Are your relationships more give than take or more take than give? Are you keeping score? Do you care one way or the other? Do you do what is needed regardless?
Are you afraid someone will take advantage of you? Do you keep on guard against that? What keeps your relationships going smoothly?
When Robbie and Drew were young, Drew was petite. He could not reach the bowls, and he could not handle a full gallon of milk well enough to pour some on his cereal. Robbie was there to help. Robbie would also take the hand of the happy-go-lucky Drew when they crossed the street.
Robbie was always there for him. His ever present playmate was always ready to help and ready to watch out for his younger brother.
Flash forward ten to fifteen years. Robbie leaves his homework on the computer at home. Drew emails it to him. Robbie walks out without his calculator. Drew brings it to him when he heads out to college later in the day.
Needs have changed. Pay back for the older loyal brother and playmate is a younger brother that is always willing to help. He is reaping what he has sown. Although Drew is the one giving these days, he feels he got the better end of the deal.
Often the person helping is the one that really benefits. You may benefit now because you feel needed, or you may benefit later when the favor is returned.

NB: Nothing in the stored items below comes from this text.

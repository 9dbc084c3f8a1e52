//! TOML configuration loading and validation.
//!
//! Tuning is loaded once at startup and fixed for the session; there is
//! no runtime retuning path. Every field defaults to the design constant,
//! so a missing file or an empty table yields the reference behavior.

use serde::{Deserialize, Serialize};
use std::path::Path;
use thiserror::Error;

use crate::consts::SCAN_TIME_US;

/// Error type for configuration loading operations.
#[derive(Debug, Clone, Error)]
pub enum ConfigError {
    /// Configuration file not found at the specified path.
    #[error("configuration file not found")]
    FileNotFound,

    /// File read or TOML parsing failed.
    #[error("failed to parse configuration: {0}")]
    ParseError(String),

    /// Semantic validation failed.
    #[error("configuration validation failed: {0}")]
    ValidationError(String),
}

// ─── Controller Tuning ──────────────────────────────────────────────

/// Controller tuning constants.
#[derive(Debug, Clone, Copy, PartialEq, Serialize, Deserialize)]
#[serde(default)]
pub struct LiftTuning {
    /// Maximum permitted load [kg]; strictly above latches Overload.
    pub max_load_kg: f64,
    /// Commanded lifting speed [units/s].
    pub lift_speed: f64,
    /// Commanded lowering speed [units/s].
    pub lower_speed: f64,
    /// Velocity magnitude below which the lift counts as stationary for
    /// the fault-reset gate [units/s].
    pub safe_stop_speed_eps: f64,
}

impl Default for LiftTuning {
    fn default() -> Self {
        Self {
            max_load_kg: 1200.0,
            lift_speed: 0.35,
            lower_speed: 0.30,
            safe_stop_speed_eps: 0.01,
        }
    }
}

impl LiftTuning {
    /// Validate tuning bounds.
    ///
    /// # Errors
    ///
    /// Returns `ConfigError::ValidationError` if any field is non-finite
    /// or non-positive.
    pub fn validate(&self) -> Result<(), ConfigError> {
        for (name, value) in [
            ("max_load_kg", self.max_load_kg),
            ("lift_speed", self.lift_speed),
            ("lower_speed", self.lower_speed),
            ("safe_stop_speed_eps", self.safe_stop_speed_eps),
        ] {
            if !value.is_finite() || value <= 0.0 {
                return Err(ConfigError::ValidationError(format!(
                    "{name} must be a positive finite number, got {value}"
                )));
            }
        }
        Ok(())
    }
}

// ─── Scan Loop ──────────────────────────────────────────────────────

/// Scan loop timing and reporting cadence.
#[derive(Debug, Clone, Copy, PartialEq, Eq, Serialize, Deserialize)]
#[serde(default)]
pub struct ScanConfig {
    /// Scan period [µs].
    pub scan_time_us: u32,
    /// Status line cadence [scans].
    pub status_interval: u32,
}

impl Default for ScanConfig {
    fn default() -> Self {
        Self {
            scan_time_us: SCAN_TIME_US,
            status_interval: 10,
        }
    }
}

impl ScanConfig {
    /// Scan period in seconds — the fixed `dt` passed to the controller
    /// and the plant.
    #[inline]
    pub fn dt(&self) -> f64 {
        self.scan_time_us as f64 / 1_000_000.0
    }

    /// Validate scan parameters.
    ///
    /// # Errors
    ///
    /// Returns `ConfigError::ValidationError` on a zero period or cadence.
    pub fn validate(&self) -> Result<(), ConfigError> {
        if self.scan_time_us == 0 {
            return Err(ConfigError::ValidationError(
                "scan_time_us must be positive".to_string(),
            ));
        }
        if self.status_interval == 0 {
            return Err(ConfigError::ValidationError(
                "status_interval must be positive".to_string(),
            ));
        }
        Ok(())
    }
}

// ─── Bundle ─────────────────────────────────────────────────────────

/// Complete simulation configuration bundle.
///
/// # TOML Example
///
/// ```toml
/// [tuning]
/// max_load_kg = 1200.0
/// lift_speed = 0.35
///
/// [scan]
/// scan_time_us = 20000
/// status_interval = 10
/// ```
#[derive(Debug, Clone, Copy, Default, PartialEq, Serialize, Deserialize)]
#[serde(default)]
pub struct SimConfig {
    pub tuning: LiftTuning,
    pub scan: ScanConfig,
}

impl SimConfig {
    /// Load and validate a configuration file.
    ///
    /// # Errors
    ///
    /// - `ConfigError::FileNotFound` if the file does not exist
    /// - `ConfigError::ParseError` on unreadable or invalid TOML
    /// - `ConfigError::ValidationError` if semantic validation fails
    pub fn load(path: &Path) -> Result<Self, ConfigError> {
        if !path.exists() {
            return Err(ConfigError::FileNotFound);
        }
        let raw = std::fs::read_to_string(path)
            .map_err(|e| ConfigError::ParseError(e.to_string()))?;
        let config: Self =
            toml::from_str(&raw).map_err(|e| ConfigError::ParseError(e.to_string()))?;
        config.validate()?;
        Ok(config)
    }

    /// Validate the whole bundle.
    pub fn validate(&self) -> Result<(), ConfigError> {
        self.tuning.validate()?;
        self.scan.validate()
    }
}

#[cfg(test)]
mod tests {
    use super::*;

    #[test]
    fn defaults_are_the_design_constants() {
        let tuning = LiftTuning::default();
        assert_eq!(tuning.max_load_kg, 1200.0);
        assert_eq!(tuning.lift_speed, 0.35);
        assert_eq!(tuning.lower_speed, 0.30);
        assert_eq!(tuning.safe_stop_speed_eps, 0.01);
        assert_eq!(ScanConfig::default().scan_time_us, SCAN_TIME_US);
    }

    #[test]
    fn defaults_validate() {
        assert!(SimConfig::default().validate().is_ok());
    }

    #[test]
    fn scan_dt_matches_period() {
        let scan = ScanConfig::default();
        assert!((scan.dt() - 0.02).abs() < 1e-12);
    }

    #[test]
    fn negative_speed_rejected() {
        let tuning = LiftTuning {
            lift_speed: -0.1,
            ..Default::default()
        };
        assert!(matches!(
            tuning.validate(),
            Err(ConfigError::ValidationError(_))
        ));
    }

    #[test]
    fn nan_load_limit_rejected() {
        let tuning = LiftTuning {
            max_load_kg: f64::NAN,
            ..Default::default()
        };
        assert!(tuning.validate().is_err());
    }

    #[test]
    fn zero_scan_time_rejected() {
        let scan = ScanConfig {
            scan_time_us: 0,
            ..Default::default()
        };
        assert!(scan.validate().is_err());
    }

    #[test]
    fn empty_toml_yields_defaults() {
        let config: SimConfig = toml::from_str("").unwrap();
        assert_eq!(config, SimConfig::default());
    }

    #[test]
    fn partial_toml_overrides_one_field() {
        let config: SimConfig = toml::from_str("[tuning]\nmax_load_kg = 800.0\n").unwrap();
        assert_eq!(config.tuning.max_load_kg, 800.0);
        assert_eq!(config.tuning.lift_speed, 0.35);
    }
}
//! The scan-cycle controller.
//!
//! `update` runs the four scan steps in a fixed order: fault latching,
//! gated reset, state classification, actuation. The order is a
//! correctness requirement — the reset gate must see this scan's latches,
//! and the classification must see the post-reset latch.

use lift_common::config::LiftTuning;
use lift_common::fault::{FaultCode, FaultManager};
use lift_common::state::LiftState;
use lift_common::types::{Inputs, Outputs};
use lift_hal::LiftPlant;
use tracing::debug;

use crate::output::actuate;
use crate::safety::{latch_faults, try_reset};
use crate::state::next_state;

/// Single-axis lift controller.
///
/// Owns the state classification, the fault latch, and the tuning
/// constants for the session. One instance lives for the whole run.
#[derive(Debug, Clone)]
pub struct LiftController {
    tuning: LiftTuning,
    state: LiftState,
    faults: FaultManager,
    // Limit readings from the previous scan. Recorded for a future
    // debounce/edge-detection pass; not consulted by the current logic.
    last_top_limit: bool,
    last_bottom_limit: bool,
}

impl LiftController {
    /// New controller in `Holding` with no fault latched.
    pub const fn new(tuning: LiftTuning) -> Self {
        Self {
            tuning,
            state: LiftState::Holding,
            faults: FaultManager::new(),
            last_top_limit: false,
            last_bottom_limit: true,
        }
    }

    /// Current state.
    #[inline]
    pub const fn state(&self) -> LiftState {
        self.state
    }

    /// Currently latched fault code.
    #[inline]
    pub const fn fault(&self) -> FaultCode {
        self.faults.latched()
    }

    /// Session tuning constants.
    #[inline]
    pub const fn tuning(&self) -> &LiftTuning {
        &self.tuning
    }

    /// Limit readings recorded at the end of the previous scan.
    #[inline]
    pub const fn last_limits(&self) -> (bool, bool) {
        (self.last_top_limit, self.last_bottom_limit)
    }

    /// Run one controller scan.
    ///
    /// Must be called exactly once per scan, with a fully-populated input
    /// snapshot whose limit readings were derived from the plant's current
    /// position. Writes the plant's velocity set-point as a side effect
    /// and returns this scan's actuator command. Total over well-formed
    /// inputs: no error returns, faults are observable state.
    pub fn update(&mut self, dt: f64, inputs: &Inputs, plant: &mut LiftPlant) -> Outputs {
        // 1. Latch faults by severity.
        latch_faults(&mut self.faults, inputs, self.tuning.max_load_kg);

        // 2. Gated reset (pulse input).
        if try_reset(
            &mut self.faults,
            inputs,
            plant.velocity(),
            self.tuning.safe_stop_speed_eps,
        ) {
            debug!("fault latch cleared by operator reset");
        }

        // 3. Classify this scan's state.
        self.state = next_state(self.faults.has_fault(), inputs);

        // 4. Actuate.
        let outputs = actuate(self.state, inputs, &self.tuning, plant);

        debug!(
            dt,
            state = self.state.as_str(),
            fault = self.faults.latched().as_str(),
            "scan complete"
        );

        self.last_top_limit = inputs.top_limit;
        self.last_bottom_limit = inputs.bottom_limit;

        outputs
    }
}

There may be tough times ahead. If we are going to get America back on track, we are going to have to get our relationships back on track. Sometimes it is your turn to give. More often than not you may feel you are the only one doing the giving. Sometimes I think we tend to remember when we give more than when we receive.
A new commandment I give unto you, That ye love one another; as I have loved you, that ye also love one another. By this shall all men know that ye are my disciples, if ye have love one to another.
Love does not keep score. You may find you are the one doing the giving for a long time because the other person is not able to give. Sometimes you may find you are the one picking up the phone. If you love someone, does it really matter who does the calling? Does it really matter if you are the giver for a long time?
How much are your relationships worth to you? Do you still feel like keeping score? Relationships are not ever going to be 50-50. True they should be give and take, but one person always does more giving than the other. If you are a giver, that person will be you.
Today’s challenge is to ask God to show you if you have been keeping score. Ask God to show you if you have been a taker instead of a giver. Ask God to show you how to love others more.
Consider your Christian brothers and sisters. Could you be more like family to them? Could you be there for them more than you have been? Could you argue less? Could you reach out more to them?
Now, consider your loved ones – saved and unsaved. Could you argue less with them? Could you help them more? What can you do differently?